What makes a game good?
or bad? or better?
This book is full of in-depth close readings of video games that parse out the various meanings to be found in the experience of playing a game. Contributors analyze sequences in a game in detail in order to illustrate and interpret how the various components of a game can come together to create fulfilling a playing experience unique to this medium. Contributors have chosen the video games in which they’re interested and then they play them well.
To clarify, the term “well played” is being used in two senses. On the one hand, well played is to games as well read is to books. So, a person who reads books a lot is “well read” and a person who plays games a lot is “well played.” On the other hand, well played as in well done. So, a hand of poker can be “well played” by a person, and a game can be “well played” by the development team.
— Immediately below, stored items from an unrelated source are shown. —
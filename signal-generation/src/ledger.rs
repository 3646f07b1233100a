// Candle Ledger
// Last fully processed closed candle per (symbol, timeframe); the dedup point for emission

use anyhow::{Context, Result};
use chrono::Utc;
use common::ProcessedCandleState;
use dashmap::mapref::entry::Entry;
use dashmap::DashMap;
use sqlx::postgres::PgPool;
use sqlx::Row;
use std::sync::Arc;
use tracing::{info, warn};

/// Result of an upsert
#[derive(Debug, Clone, Copy, PartialEq, Eq)]
pub enum MarkOutcome {
    /// First record for the key
    Inserted,
    /// Existing record moved forward
    Advanced,
    /// Timestamp was not newer than the stored one; nothing changed
    AlreadyProcessed,
}

impl MarkOutcome {
    /// Whether this call observed the candle as new
    pub fn is_new(&self) -> bool {
        matches!(self, MarkOutcome::Inserted | MarkOutcome::Advanced)
    }
}

/// Trait for ledger backends
///
/// `mark_processed` must be a single atomic step per key. Stored timestamps
/// never move backwards.
#[async_trait::async_trait]
pub trait CandleLedger: Send + Sync {
    /// Last processed closed-candle timestamp, 0 if never processed
    async fn last_processed(&self, symbol: &str, timeframe: &str) -> Result<i64>;

    /// Record `ts` as processed if it is newer than the stored value
    async fn mark_processed(&self, symbol: &str, timeframe: &str, ts: i64) -> Result<MarkOutcome>;

    /// Full row for a key
    async fn state(&self, symbol: &str, timeframe: &str) -> Result<Option<ProcessedCandleState>>;

    /// Number of tracked keys
    async fn count(&self) -> Result<usize>;

    /// Clear all state. Administrative use only.
    async fn reset(&self) -> Result<()>;
}

/// In-memory ledger (for testing and development)
pub struct InMemoryLedger {
    states: DashMap<(String, String), ProcessedCandleState>,
}

impl InMemoryLedger {
    pub fn new() -> Self {
        Self {
            states: DashMap::new(),
        }
    }
}

impl Default for InMemoryLedger {
    fn default() -> Self {
        Self::new()
    }
}

#[async_trait::async_trait]
impl CandleLedger for InMemoryLedger {
    async fn last_processed(&self, symbol: &str, timeframe: &str) -> Result<i64> {
        Ok(self
            .states
            .get(&(symbol.to_string(), timeframe.to_string()))
            .map(|s| s.last_closed_ts)
            .unwrap_or(0))
    }

    async fn mark_processed(&self, symbol: &str, timeframe: &str, ts: i64) -> Result<MarkOutcome> {
        // The entry holds the shard lock for the whole compare-and-set
        let outcome = match self.states.entry((symbol.to_string(), timeframe.to_string())) {
            Entry::Vacant(slot) => {
                slot.insert(ProcessedCandleState {
                    symbol: symbol.to_string(),
                    timeframe: timeframe.to_string(),
                    last_closed_ts: ts,
                    processed_at: Utc::now(),
                });
                MarkOutcome::Inserted
            }
            Entry::Occupied(mut slot) => {
                let state = slot.get_mut();
                if state.last_closed_ts < ts {
                    state.last_closed_ts = ts;
                    state.processed_at = Utc::now();
                    MarkOutcome::Advanced
                } else {
                    MarkOutcome::AlreadyProcessed
                }
            }
        };
        Ok(outcome)
    }

    async fn state(&self, symbol: &str, timeframe: &str) -> Result<Option<ProcessedCandleState>> {
        Ok(self
            .states
            .get(&(symbol.to_string(), timeframe.to_string()))
            .map(|s| s.clone()))
    }

    async fn count(&self) -> Result<usize> {
        Ok(self.states.len())
    }

    async fn reset(&self) -> Result<()> {
        let cleared = self.states.len();
        self.states.clear();
        warn!(cleared, "Candle ledger reset");
        Ok(())
    }
}

/// PostgreSQL-backed ledger
pub struct PgCandleLedger {
    db_pool: Arc<PgPool>,
}

impl PgCandleLedger {
    pub fn new(db_pool: Arc<PgPool>) -> Self {
        Self { db_pool }
    }

    /// Initialize ledger tables
    pub async fn initialize(&self) -> Result<()> {
        sqlx::query(
            r#"
            CREATE TABLE IF NOT EXISTS processed_candles (
                symbol TEXT NOT NULL,
                timeframe TEXT NOT NULL,
                last_closed_ts BIGINT NOT NULL,
                processed_at TIMESTAMPTZ NOT NULL DEFAULT NOW(),
                UNIQUE (symbol, timeframe)
            )
            "#,
        )
        .execute(self.db_pool.as_ref())
        .await
        .context("Failed to create processed_candles table")?;

        info!("Candle ledger tables initialized");
        Ok(())
    }
}

#[async_trait::async_trait]
impl CandleLedger for PgCandleLedger {
    async fn last_processed(&self, symbol: &str, timeframe: &str) -> Result<i64> {
        let ts: Option<i64> = sqlx::query_scalar(
            "SELECT last_closed_ts FROM processed_candles WHERE symbol = $1 AND timeframe = $2",
        )
        .bind(symbol)
        .bind(timeframe)
        .fetch_optional(self.db_pool.as_ref())
        .await
        .context("Failed to read candle ledger")?;

        Ok(ts.unwrap_or(0))
    }

    async fn mark_processed(&self, symbol: &str, timeframe: &str, ts: i64) -> Result<MarkOutcome> {
        // No row comes back when the WHERE guard rejects the update.
        // xmax = 0 distinguishes a fresh insert from an update.
        let inserted: Option<bool> = sqlx::query_scalar(
            r#"
            INSERT INTO processed_candles (symbol, timeframe, last_closed_ts, processed_at)
            VALUES ($1, $2, $3, NOW())
            ON CONFLICT (symbol, timeframe) DO UPDATE
                SET last_closed_ts = EXCLUDED.last_closed_ts,
                    processed_at = EXCLUDED.processed_at
                WHERE processed_candles.last_closed_ts < EXCLUDED.last_closed_ts
            RETURNING (xmax = 0)
            "#,
        )
        .bind(symbol)
        .bind(timeframe)
        .bind(ts)
        .fetch_optional(self.db_pool.as_ref())
        .await
        .context("Failed to upsert candle ledger")?;

        Ok(match inserted {
            Some(true) => MarkOutcome::Inserted,
            Some(false) => MarkOutcome::Advanced,
            None => MarkOutcome::AlreadyProcessed,
        })
    }

    async fn state(&self, symbol: &str, timeframe: &str) -> Result<Option<ProcessedCandleState>> {
        let row = sqlx::query(
            r#"
            SELECT symbol, timeframe, last_closed_ts, processed_at
            FROM processed_candles
            WHERE symbol = $1 AND timeframe = $2
            "#,
        )
        .bind(symbol)
        .bind(timeframe)
        .fetch_optional(self.db_pool.as_ref())
        .await
        .context("Failed to read candle ledger")?;

        row.map(|r| -> Result<ProcessedCandleState> {
            Ok(ProcessedCandleState {
                symbol: r.try_get("symbol")?,
                timeframe: r.try_get("timeframe")?,
                last_closed_ts: r.try_get("last_closed_ts")?,
                processed_at: r.try_get("processed_at")?,
            })
        })
        .transpose()
    }

    async fn count(&self) -> Result<usize> {
        let count: i64 = sqlx::query_scalar("SELECT COUNT(*) FROM processed_candles")
            .fetch_one(self.db_pool.as_ref())
            .await
            .context("Failed to count candle ledger")?;
        Ok(count as usize)
    }

    async fn reset(&self) -> Result<()> {
        let result = sqlx::query("DELETE FROM processed_candles")
            .execute(self.db_pool.as_ref())
            .await
            .context("Failed to reset candle ledger")?;

        warn!(cleared = result.rows_affected(), "Candle ledger reset");
        Ok(())
    }
}

#[cfg(test)]
mod tests {
    use super::*;

    #[tokio::test]
    async fn test_absent_key_is_zero() {
        let ledger = InMemoryLedger::new();
        assert_eq!(ledger.last_processed("BTCUSDT", "1h").await.unwrap(), 0);
        assert!(ledger.state("BTCUSDT", "1h").await.unwrap().is_none());
    }

    #[tokio::test]
    async fn test_mark_is_idempotent() {
        let ledger = InMemoryLedger::new();
        let t = 1_700_000_000_000;

        assert_eq!(ledger.mark_processed("BTCUSDT", "1h", t).await.unwrap(), MarkOutcome::Inserted);
        let first = ledger.state("BTCUSDT", "1h").await.unwrap().unwrap();

        assert_eq!(
            ledger.mark_processed("BTCUSDT", "1h", t).await.unwrap(),
            MarkOutcome::AlreadyProcessed
        );
        assert_eq!(ledger.last_processed("BTCUSDT", "1h").await.unwrap(), t);
        assert_eq!(ledger.state("BTCUSDT", "1h").await.unwrap().unwrap(), first);
        assert_eq!(ledger.count().await.unwrap(), 1);
    }

    #[tokio::test]
    async fn test_never_regresses() {
        let ledger = InMemoryLedger::new();
        ledger.mark_processed("ETHUSDT", "1h", 2_000).await.unwrap();

        assert_eq!(ledger.mark_processed("ETHUSDT", "1h", 3_000).await.unwrap(), MarkOutcome::Advanced);
        assert_eq!(
            ledger.mark_processed("ETHUSDT", "1h", 1_000).await.unwrap(),
            MarkOutcome::AlreadyProcessed
        );
        assert_eq!(ledger.last_processed("ETHUSDT", "1h").await.unwrap(), 3_000);
    }

    #[tokio::test]
    async fn test_timeframes_are_independent() {
        let ledger = InMemoryLedger::new();
        ledger.mark_processed("SOLUSDT", "1h", 5_000).await.unwrap();

        assert_eq!(ledger.last_processed("SOLUSDT", "4h").await.unwrap(), 0);
        assert_eq!(ledger.last_processed("SOLUSDT", "1h").await.unwrap(), 5_000);
    }

    #[tokio::test]
    async fn test_concurrent_marks_observe_new_once() {
        let ledger = Arc::new(InMemoryLedger::new());
        let mut handles = Vec::new();
        for _ in 0..16 {
            let ledger = ledger.clone();
            handles.push(tokio::spawn(async move {
                ledger.mark_processed("BNBUSDT", "1h", 42).await.unwrap()
            }));
        }

        let mut new = 0;
        for handle in handles {
            if handle.await.unwrap().is_new() {
                new += 1;
            }
        }
        assert_eq!(new, 1);
    }

    #[tokio::test]
    async fn test_reset_clears_everything() {
        let ledger = InMemoryLedger::new();
        ledger.mark_processed("BTCUSDT", "1h", 1).await.unwrap();
        ledger.mark_processed("BTCUSDT", "4h", 1).await.unwrap();

        ledger.reset().await.unwrap();

        assert_eq!(ledger.count().await.unwrap(), 0);
        assert_eq!(ledger.last_processed("BTCUSDT", "1h").await.unwrap(), 0);
    }
}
Contributors are looking at video games through both senses of “well played.” So, with well played as in well read, contributors are looking closely at the experience of playing a game. And with well played as in well done, contributors are looking at a game in terms of how well it is designed and developed.
Needless to say, this book is completely full of spoilers on all the games discussed, so consider this your fair warning. While it’s not necessary, all the contributors encourage you to play the games before you read about them.
The goal of this book is to help develop and define a literacy of games as well as a sense of their value as an experience. Video games are a complex medium that merits careful interpretation and insightful analysis. With that in mind, Well Played 1.0 is meant to be the first book in a series. We’re already starting 1.5 (with contributors writing on the same games found here in 1.0) and for 2.0 (with contributors writing on new games that aren’t covered in 1.0). By inviting contributors to look closely at specific video games and the experience of playing them, we hope to clearly show how games are well played.